The fifth contention of the learned counsel for the appellant is that the court gave an instruction for the plaintiffs and denied an instruction for the defendant upon the theory that the plaintiffs were entitled to the benefit of the presumption created by section 1808 of the Annotated Code of 1892, which is section 1985 of the Code of 1906. We have had this section set out before in this opinion, and refer to it again here. It is perfectly obvious that the amendment to this section was intended, both by the commissioners, in the form in which they expressed it in the dummy code, and by the Legislature, in the somewhat different form in which they expressed it in the last clause of the section, to utterly abrogate the construction by this court of said section, as it appeared in section 1808 of the Annotated Code of 1892, in the Trotter Case, 60 Miss. 442, the Short Case, 69 Miss. 848, 13 South. 826, and the Humphries Case, 83 Miss. 721, 36 South. 154. That erroneous construction of the statute, as it originally existed in the form of section 1808 of the Code of 1892, has been, by this legislative amendment, utterly abrogated. The Legislature was manifestly dissatisfied with the limitation ingrafted upon the plain language of section 1808 by this court in the cases named, and determined to frame a new amendment, which could not be pared away. The Code commissioners in the dummy code had amended the section (section 1808 of the Annotated Code of 1892) so as to make this presumption attach in favor of all standing in "contract relations" to the railroad. The Legislature made an immaterial change, and extended said presumption to passengers and employés. It is perfectly idle, in the face of this plain declaration of the Legisla ture, to argue any further that employés and passengers are not to be given the benefit of this presumption. It is clear, however, in any possible view, that this particular employé, Hicks, was engaged in a different department of service from the employés on the train who caused his injury; not a fellow

servant at all, and hence we think, under section 193 of the Constitution, he is clearly within the reason and spirit of this presumption, and entitled to its benefit, whatever may be the true construction, generally, of this section. So that in no event could the benefit of this presumption on the facts of this case be denied to this employé, Hicks, such as he was, and situated as he was, and injured under the circumstances under which he was injured.
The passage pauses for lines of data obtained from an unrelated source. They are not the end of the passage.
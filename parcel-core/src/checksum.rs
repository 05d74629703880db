//! Rolling CRC-64 (ECMA-182, reflected) used for end-to-end part verification
//!
//! The server reports the same checksum in the `x-tos-hash-crc64ecma` header
//! as a decimal `u64`. The lookup table is built once per process and shared
//! read-only by every accumulator.

use once_cell::sync::Lazy;

/// Reflected ECMA-182 polynomial
pub const ECMA_POLY: u64 = 0xC96C_5795_D787_0F42;

/// Seed of a fresh accumulator, and the checksum of zero-length input
pub const CRC64_SEED: u64 = 0;

static ECMA_TABLE: Lazy<[u64; 256]> = Lazy::new(|| build_table(ECMA_POLY));

fn build_table(poly: u64) -> [u64; 256] {
    let mut table = [0u64; 256];
    for (i, slot) in table.iter_mut().enumerate() {
        let mut crc = i as u64;
        for _ in 0..8 {
            crc = if crc & 1 == 1 { (crc >> 1) ^ poly } else { crc >> 1 };
        }
        *slot = crc;
    }
    table
}

/// Incremental CRC-64 accumulator
#[derive(Debug, Clone, Copy, PartialEq, Eq)]
pub struct Crc64 {
    value: u64,
}

impl Crc64 {
    /// Create an accumulator seeded with [`CRC64_SEED`]
    pub fn new() -> Self {
        Self::with_seed(CRC64_SEED)
    }

    /// Create an accumulator continuing from a previous checksum value
    pub fn with_seed(seed: u64) -> Self {
        Crc64 { value: seed }
    }

    /// Feed the next range of bytes, in stream order
    pub fn update(&mut self, data: &[u8]) {
        let table = &*ECMA_TABLE;
        let mut crc = !self.value;
        for &byte in data {
            crc = table[((crc as u8) ^ byte) as usize] ^ (crc >> 8);
        }
        self.value = !crc;
    }

    /// Current checksum value
    pub fn value(&self) -> u64 {
        self.value
    }

    /// Start over from the seed
    pub fn reset(&mut self) {
        self.value = CRC64_SEED;
    }
}

impl Default for Crc64 {
    fn default() -> Self {
        Self::new()
    }
}

impl std::hash::Hasher for Crc64 {
    fn write(&mut self, bytes: &[u8]) {
        self.update(bytes);
    }

    fn finish(&self) -> u64 {
        self.value
    }
}

/// One-shot checksum of a byte slice
pub fn crc64(data: &[u8]) -> u64 {
    let mut crc = Crc64::new();
    crc.update(data);
    crc.value()
}

/// Parse a checksum header value (decimal `u64`)
pub fn parse_crc64(value: &str) -> crate::Result<u64> {
    value.trim().parse::<u64>().map_err(|_| {
        crate::ParcelError::InvalidResponse(format!("malformed crc64 value '{}'", value))
    })
}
The strongest argument made by the learned counsel for the appellant against allowing this section to extend the benefit of this presumption to all employés is that it might, in certain peculiar cases, result in extending the presumption to cases where the negligence presumed might be that of a fellow servant. This is not a sound construction of this statute. It would impute to the Legislature absolute folly to give it this construction, and this we must never do, if it can possibly be avoided. If the purpose of this amendment was to raise, in favor of an injured employé, the presumption that the negligence was the negligence of a fellow servant, this would result, instantly, in no liability; and if this purpose is attributed to the Legislature it would be convicted of the absurdity of creating a presumption of nonliability in the effort to create a presumption of liability. As well said by counsel for appellee: "If, in order to avail of the presumption, it be necessary for the employé to show that the injury resulted from the negligent act of some employé in a different department of labor, or of some superior officer, etc., then the presumption would be entirely destroyed. It would be yielding to proof. There is never any need for a presumption after proof of liability is completed. Surely this court will not say that the Legislature meant that where an employé will take the burden of proof, and show that he was in fact injured by one of the excepted classes of fellow servants, he is entitled to the presumption; for the presumption would then be given after it was not needed, and could not have any application, for, as has often been held by this court, when the facts are known, presumptions are to be ignored. Of course, it is open to the railroad company always, when the presumption exists, to show that the negligence of a fellow servant was not embraced in section 193. In this case, in which we invoke the presumption, it was competent for the defendant to have shown that the negligence, in fact, was the negligence of a fellow servant, if that could have been shown; but no such effort was made no such defense was set up or pleaded."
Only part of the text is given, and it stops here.